Search the data for the word "format" and copy every line that contains it.

____

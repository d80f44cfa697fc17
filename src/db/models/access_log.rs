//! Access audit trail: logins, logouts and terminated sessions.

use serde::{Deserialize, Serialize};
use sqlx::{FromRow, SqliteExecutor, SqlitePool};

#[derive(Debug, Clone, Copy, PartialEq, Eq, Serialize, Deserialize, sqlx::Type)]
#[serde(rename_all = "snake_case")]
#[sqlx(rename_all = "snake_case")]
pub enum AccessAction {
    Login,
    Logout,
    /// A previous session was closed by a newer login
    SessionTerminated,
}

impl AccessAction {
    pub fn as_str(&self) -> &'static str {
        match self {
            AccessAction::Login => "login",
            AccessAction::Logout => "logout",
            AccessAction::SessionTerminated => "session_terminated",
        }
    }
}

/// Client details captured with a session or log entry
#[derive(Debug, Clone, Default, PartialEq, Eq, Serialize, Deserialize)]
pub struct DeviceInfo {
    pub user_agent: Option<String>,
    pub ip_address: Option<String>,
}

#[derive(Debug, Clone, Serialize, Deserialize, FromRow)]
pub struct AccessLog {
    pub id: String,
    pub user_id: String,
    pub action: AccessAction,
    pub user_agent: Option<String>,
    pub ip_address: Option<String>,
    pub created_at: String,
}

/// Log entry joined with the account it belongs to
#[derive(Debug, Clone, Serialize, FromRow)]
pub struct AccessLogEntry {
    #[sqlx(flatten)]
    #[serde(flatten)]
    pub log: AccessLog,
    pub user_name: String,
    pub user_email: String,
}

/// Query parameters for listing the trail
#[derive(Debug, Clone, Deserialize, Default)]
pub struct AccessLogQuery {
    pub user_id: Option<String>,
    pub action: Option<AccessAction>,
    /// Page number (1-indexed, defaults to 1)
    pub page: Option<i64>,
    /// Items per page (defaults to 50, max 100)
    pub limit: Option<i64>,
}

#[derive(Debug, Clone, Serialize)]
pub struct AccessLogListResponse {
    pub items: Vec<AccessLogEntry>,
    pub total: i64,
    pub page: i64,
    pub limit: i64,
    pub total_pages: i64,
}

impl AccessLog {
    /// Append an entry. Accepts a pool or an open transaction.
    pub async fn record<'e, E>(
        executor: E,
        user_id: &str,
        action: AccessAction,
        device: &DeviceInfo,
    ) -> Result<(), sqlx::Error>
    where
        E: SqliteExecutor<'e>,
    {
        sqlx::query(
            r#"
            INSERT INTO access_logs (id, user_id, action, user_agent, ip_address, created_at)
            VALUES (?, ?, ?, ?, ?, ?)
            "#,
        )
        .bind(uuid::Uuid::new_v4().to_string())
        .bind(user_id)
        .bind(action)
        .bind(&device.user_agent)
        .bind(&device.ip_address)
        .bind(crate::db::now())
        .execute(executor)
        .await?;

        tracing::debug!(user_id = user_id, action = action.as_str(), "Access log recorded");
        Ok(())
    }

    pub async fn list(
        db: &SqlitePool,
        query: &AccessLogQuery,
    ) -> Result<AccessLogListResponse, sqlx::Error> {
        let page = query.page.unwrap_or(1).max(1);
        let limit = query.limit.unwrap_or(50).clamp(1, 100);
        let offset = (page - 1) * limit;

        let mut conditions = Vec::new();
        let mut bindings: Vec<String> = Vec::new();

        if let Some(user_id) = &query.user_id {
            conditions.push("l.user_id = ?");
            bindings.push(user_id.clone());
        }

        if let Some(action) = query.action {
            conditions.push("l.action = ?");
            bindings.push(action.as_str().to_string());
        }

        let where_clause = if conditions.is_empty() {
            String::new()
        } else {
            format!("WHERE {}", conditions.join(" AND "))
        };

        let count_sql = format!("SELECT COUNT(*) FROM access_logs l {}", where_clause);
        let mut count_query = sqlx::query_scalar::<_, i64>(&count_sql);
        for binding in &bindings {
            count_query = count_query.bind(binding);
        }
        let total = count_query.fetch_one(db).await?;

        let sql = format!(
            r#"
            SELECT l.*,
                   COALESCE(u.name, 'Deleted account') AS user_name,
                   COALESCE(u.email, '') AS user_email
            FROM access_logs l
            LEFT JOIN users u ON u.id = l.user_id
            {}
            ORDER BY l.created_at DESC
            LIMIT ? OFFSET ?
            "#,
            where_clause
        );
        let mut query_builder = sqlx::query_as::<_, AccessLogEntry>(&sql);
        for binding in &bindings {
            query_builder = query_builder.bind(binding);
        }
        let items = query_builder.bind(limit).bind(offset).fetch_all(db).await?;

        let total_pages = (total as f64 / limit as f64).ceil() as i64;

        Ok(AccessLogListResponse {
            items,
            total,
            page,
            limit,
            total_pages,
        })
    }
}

____

> Completed exercise:
            format!("WHERE {}", conditions.join(" AND "))
        let count_sql = format!("SELECT COUNT(*) FROM access_logs l {}", where_clause);
        let sql = format!(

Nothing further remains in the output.